Was hast du denn von der Beratung erwartet?
Wenn dein Vater nicht aufhören will zu trinken, wird er nun daran sterben. Wenn deine Mutter nicht ein eigenständiges Leben leben und sich von ihm befreien möchte, wird sie neben ihm zugrunde gehen.
Wenn du dich nicht befreien willst, droht dir gleiches.Wie soll denn ein Berater auf deine Eltern einwirken, die nicht wollen und auch nicht bei ihm sind? Er kann wirklich nur dir helfen, aber du willst die Hilfe nicht für dich, sondern für deine Eltern. Die aber alles ablehnen. Also führt diese Hilfe ins Nichts.

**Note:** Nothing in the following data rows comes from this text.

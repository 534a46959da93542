//! Shared fixtures for gateway integration tests.

#![allow(dead_code)]

use std::sync::atomic::{AtomicBool, Ordering};
use std::sync::{Arc, Mutex};

use async_trait::async_trait;

use mantagw_core::error::AppError;
use mantagw_core::result::AppResult;
use mantagw_core::traits::directory::{
    DirectoryEntry, DirectoryStore, PutObjectRequest, RemoteObject,
};
use mantagw_gateway::StorageGateway;
use mantagw_storage::LocalDirectoryStore;

/// Directory store that records every call before delegating to a local
/// store.
#[derive(Debug)]
pub struct RecordingStore {
    inner: LocalDirectoryStore,
    calls: Mutex<Vec<String>>,
    fail_object_fetch: AtomicBool,
}

impl RecordingStore {
    /// Calls made so far, as `"<operation> <path>"`.
    pub fn calls(&self) -> Vec<String> {
        self.calls.lock().unwrap().clone()
    }

    pub fn clear(&self) {
        self.calls.lock().unwrap().clear();
    }

    /// Make every subsequent `get_object` fail.
    pub fn fail_object_fetch(&self) {
        self.fail_object_fetch.store(true, Ordering::SeqCst);
    }

    fn record(&self, op: &str, path: &str) {
        self.calls.lock().unwrap().push(format!("{op} {path}"));
    }
}

#[async_trait]
impl DirectoryStore for RecordingStore {
    fn provider_type(&self) -> &str {
        "recording"
    }

    async fn put_directory(&self, path: &str) -> AppResult<()> {
        self.record("put_directory", path);
        self.inner.put_directory(path).await
    }

    async fn list_directory(&self, path: &str) -> AppResult<Vec<DirectoryEntry>> {
        self.record("list_directory", path);
        self.inner.list_directory(path).await
    }

    async fn delete_directory(&self, path: &str) -> AppResult<()> {
        self.record("delete_directory", path);
        self.inner.delete_directory(path).await
    }

    async fn get_object(&self, path: &str) -> AppResult<RemoteObject> {
        self.record("get_object", path);
        if self.fail_object_fetch.load(Ordering::SeqCst) {
            return Err(AppError::service_unavailable(format!("fetch of {path} refused")));
        }
        self.inner.get_object(path).await
    }

    async fn put_object(&self, request: PutObjectRequest) -> AppResult<()> {
        self.record("put_object", &request.path);
        self.inner.put_object(request).await
    }

    async fn delete_object(&self, path: &str) -> AppResult<()> {
        self.record("delete_object", path);
        self.inner.delete_object(path).await
    }
}

/// A gateway over a fresh recording store in a temporary directory.
pub struct TestGateway {
    pub gateway: StorageGateway,
    pub store: Arc<RecordingStore>,
    _dir: tempfile::TempDir,
}

pub async fn gateway() -> TestGateway {
    let dir = tempfile::tempdir().unwrap();
    let inner = LocalDirectoryStore::new(dir.path().to_str().unwrap())
        .await
        .unwrap();
    let store = Arc::new(RecordingStore {
        inner,
        calls: Mutex::new(Vec::new()),
        fail_object_fetch: AtomicBool::new(false),
    });
    let gateway = StorageGateway::new(store.clone());

    TestGateway {
        gateway,
        store,
        _dir: dir,
    }
}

Ich denke, der direkte Weg, den er da anscheinend wählte, ist der richtige. Es hilft dir ja nicht, wenn er dir zuhört und dich in deiner (ungesunden) Meinung bestärkt. Wichtig ist ja eben eine Änderung im System, die man aber als Angehöriger selten selbst hinbekommt, da man wie du die Missstände nicht erkennt. Ist ja alles normal für einen. Da gehöre ich wohl auch zu den direkten im Forum; was ich aber nicht böse meine.
Wir sitzen ja alle im selben Boot. Auch meine Mutter trinkt seit ich 3 bin, also seit über 23 Jahren. Mein Vater sitzt hilflos daneben und bekommt die Kurve nicht. Er erwartet, dass er nichts machen braucht, weiterhin zu Mutter hält, es sich gut gehen lässt, aber ich den unangenehmen Part übernehme, irgendwo den Schalter umlegen kann und sie quitschfiedel ist und keinen Alkohol mehr anrührt.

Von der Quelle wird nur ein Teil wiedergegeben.